#### [Instructions to follow]
Would you write out all of the records that follow, exactly as they stand?

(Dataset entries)
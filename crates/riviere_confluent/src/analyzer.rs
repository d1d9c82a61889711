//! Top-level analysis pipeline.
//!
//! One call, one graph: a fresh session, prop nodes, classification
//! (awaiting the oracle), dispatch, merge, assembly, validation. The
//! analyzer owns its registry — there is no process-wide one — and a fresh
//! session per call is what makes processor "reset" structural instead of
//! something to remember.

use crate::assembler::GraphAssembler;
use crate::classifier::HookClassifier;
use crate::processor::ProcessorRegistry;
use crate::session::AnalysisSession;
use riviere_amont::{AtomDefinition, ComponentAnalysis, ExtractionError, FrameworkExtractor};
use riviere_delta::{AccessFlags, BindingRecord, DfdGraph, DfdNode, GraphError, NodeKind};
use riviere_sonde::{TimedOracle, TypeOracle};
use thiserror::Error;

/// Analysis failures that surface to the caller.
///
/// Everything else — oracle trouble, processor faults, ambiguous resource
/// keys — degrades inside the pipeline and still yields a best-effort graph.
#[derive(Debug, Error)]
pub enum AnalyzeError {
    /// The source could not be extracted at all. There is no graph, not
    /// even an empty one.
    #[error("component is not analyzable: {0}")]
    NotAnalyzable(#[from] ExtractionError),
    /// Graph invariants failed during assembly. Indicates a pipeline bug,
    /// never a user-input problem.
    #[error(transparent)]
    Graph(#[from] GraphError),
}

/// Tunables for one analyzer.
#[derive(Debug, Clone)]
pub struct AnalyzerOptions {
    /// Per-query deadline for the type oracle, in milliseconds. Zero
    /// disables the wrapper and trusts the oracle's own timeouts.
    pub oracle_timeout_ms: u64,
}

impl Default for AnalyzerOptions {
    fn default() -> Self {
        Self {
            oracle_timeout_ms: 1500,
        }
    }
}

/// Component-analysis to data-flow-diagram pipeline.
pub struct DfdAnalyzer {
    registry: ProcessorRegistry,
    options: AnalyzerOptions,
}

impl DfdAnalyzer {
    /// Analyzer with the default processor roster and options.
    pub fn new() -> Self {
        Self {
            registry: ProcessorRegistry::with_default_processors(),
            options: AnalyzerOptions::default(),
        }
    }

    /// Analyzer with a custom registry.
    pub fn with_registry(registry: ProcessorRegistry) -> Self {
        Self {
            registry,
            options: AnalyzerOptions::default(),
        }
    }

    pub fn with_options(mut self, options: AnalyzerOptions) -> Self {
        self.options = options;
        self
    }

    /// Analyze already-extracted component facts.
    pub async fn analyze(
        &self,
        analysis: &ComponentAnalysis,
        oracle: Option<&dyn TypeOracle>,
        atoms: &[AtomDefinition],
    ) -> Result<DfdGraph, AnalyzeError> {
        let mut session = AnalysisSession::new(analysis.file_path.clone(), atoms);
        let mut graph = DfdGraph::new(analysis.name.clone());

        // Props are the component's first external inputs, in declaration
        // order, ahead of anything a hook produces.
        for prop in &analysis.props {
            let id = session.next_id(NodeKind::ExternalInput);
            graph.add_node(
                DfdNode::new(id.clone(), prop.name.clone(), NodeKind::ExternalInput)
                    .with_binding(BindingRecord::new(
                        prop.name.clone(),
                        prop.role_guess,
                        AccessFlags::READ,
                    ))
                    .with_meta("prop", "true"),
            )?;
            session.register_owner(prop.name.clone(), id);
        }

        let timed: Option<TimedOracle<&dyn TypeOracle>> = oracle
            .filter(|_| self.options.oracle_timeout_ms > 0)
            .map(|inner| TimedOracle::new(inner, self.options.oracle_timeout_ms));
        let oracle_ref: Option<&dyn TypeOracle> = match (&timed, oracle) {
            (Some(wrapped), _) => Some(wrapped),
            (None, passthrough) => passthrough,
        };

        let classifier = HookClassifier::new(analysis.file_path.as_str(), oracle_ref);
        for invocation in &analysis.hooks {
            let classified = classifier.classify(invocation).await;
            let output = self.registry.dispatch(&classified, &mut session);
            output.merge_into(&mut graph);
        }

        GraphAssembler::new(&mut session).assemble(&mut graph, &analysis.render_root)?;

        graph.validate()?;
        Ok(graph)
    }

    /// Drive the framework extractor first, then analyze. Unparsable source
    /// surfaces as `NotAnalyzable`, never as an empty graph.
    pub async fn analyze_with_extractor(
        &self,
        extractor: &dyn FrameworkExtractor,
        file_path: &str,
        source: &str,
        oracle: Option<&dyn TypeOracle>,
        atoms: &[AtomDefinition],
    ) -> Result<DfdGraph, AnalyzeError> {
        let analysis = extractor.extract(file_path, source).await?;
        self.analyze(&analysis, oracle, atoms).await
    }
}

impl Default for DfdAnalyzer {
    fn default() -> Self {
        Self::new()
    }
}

#### [Response to the exercise]
filename crates/riviere_confluent/src/analyzer.rs
repository d1d9c82a61889711
//! Top-level analysis pipeline.
//!
//! One call, one graph: a fresh session, prop nodes, classification
//! (awaiting the oracle), dispatch, merge, assembly, validation. The
//! analyzer owns its registry — there is no process-wide one — and a fresh
//! session per call is what makes processor "reset" structural instead of
//! something to remember.

use crate::assembler::GraphAssembler;
use crate::classifier::HookClassifier;
use crate::processor::ProcessorRegistry;
use crate::session::AnalysisSession;
use riviere_amont::{AtomDefinition, ComponentAnalysis, ExtractionError, FrameworkExtractor};
use riviere_delta::{AccessFlags, BindingRecord, DfdGraph, DfdNode, GraphError, NodeKind};
use riviere_sonde::{TimedOracle, TypeOracle};
use thiserror::Error;

/// Analysis failures that surface to the caller.
///
/// Everything else — oracle trouble, processor faults, ambiguous resource
/// keys — degrades inside the pipeline and still yields a best-effort graph.
#[derive(Debug, Error)]
pub enum AnalyzeError {
    /// The source could not be extracted at all. There is no graph, not
    /// even an empty one.
    #[error("component is not analyzable: {0}")]
    NotAnalyzable(#[from] ExtractionError),
    /// Graph invariants failed during assembly. Indicates a pipeline bug,
    /// never a user-input problem.
    #[error(transparent)]
    Graph(#[from] GraphError),
}

/// Tunables for one analyzer.
#[derive(Debug, Clone)]
pub struct AnalyzerOptions {
    /// Per-query deadline for the type oracle, in milliseconds. Zero
    /// disables the wrapper and trusts the oracle's own timeouts.
    pub oracle_timeout_ms: u64,
}

impl Default for AnalyzerOptions {
    fn default() -> Self {
        Self {
            oracle_timeout_ms: 1500,
        }
    }
}

/// Component-analysis to data-flow-diagram pipeline.
pub struct DfdAnalyzer {
    registry: ProcessorRegistry,
    options: AnalyzerOptions,
}

impl DfdAnalyzer {
    /// Analyzer with the default processor roster and options.
    pub fn new() -> Self {
        Self {
            registry: ProcessorRegistry::with_default_processors(),
            options: AnalyzerOptions::default(),
        }
    }

    /// Analyzer with a custom registry.
    pub fn with_registry(registry: ProcessorRegistry) -> Self {
        Self {
            registry,
            options: AnalyzerOptions::default(),
        }
    }

    pub fn with_options(mut self, options: AnalyzerOptions) -> Self {
        self.options = options;
        self
    }

    /// Analyze already-extracted component facts.
    pub async fn analyze(
        &self,
        analysis: &ComponentAnalysis,
        oracle: Option<&dyn TypeOracle>,
        atoms: &[AtomDefinition],
    ) -> Result<DfdGraph, AnalyzeError> {
        let mut session = AnalysisSession::new(analysis.file_path.clone(), atoms);
        let mut graph = DfdGraph::new(analysis.name.clone());

        // Props are the component's first external inputs, in declaration
        // order, ahead of anything a hook produces.
        for prop in &analysis.props {
            let id = session.next_id(NodeKind::ExternalInput);
            graph.add_node(
                DfdNode::new(id.clone(), prop.name.clone(), NodeKind::ExternalInput)
                    .with_binding(BindingRecord::new(
                        prop.name.clone(),
                        prop.role_guess,
                        AccessFlags::READ,
                    ))
                    .with_meta("prop", "true"),
            )?;
            session.register_owner(prop.name.clone(), id);
        }

        let timed: Option<TimedOracle<&dyn TypeOracle>> = oracle
            .filter(|_| self.options.oracle_timeout_ms > 0)
            .map(|inner| TimedOracle::new(inner, self.options.oracle_timeout_ms));
        let oracle_ref: Option<&dyn TypeOracle> = match (&timed, oracle) {
            (Some(wrapped), _) => Some(wrapped),
            (None, passthrough) => passthrough,
        };

        let classifier = HookClassifier::new(analysis.file_path.as_str(), oracle_ref);
        for invocation in &analysis.hooks {
            let classified = classifier.classify(invocation).await;
            let output = self.registry.dispatch(&classified, &mut session);
            output.merge_into(&mut graph);
        }

        GraphAssembler::new(&mut session).assemble(&mut graph, &analysis.render_root)?;

        graph.validate()?;
        Ok(graph)
    }

    /// Drive the framework extractor first, then analyze. Unparsable source
    /// surfaces as `NotAnalyzable`, never as an empty graph.
    pub async fn analyze_with_extractor(
        &self,
        extractor: &dyn FrameworkExtractor,
        file_path: &str,
        source: &str,
        oracle: Option<&dyn TypeOracle>,
        atoms: &[AtomDefinition],
    ) -> Result<DfdGraph, AnalyzeError> {
        let analysis = extractor.extract(file_path, source).await?;
        self.analyze(&analysis, oracle, atoms).await
    }
}

impl Default for DfdAnalyzer {
    fn default() -> Self {
        Self::new()
    }
}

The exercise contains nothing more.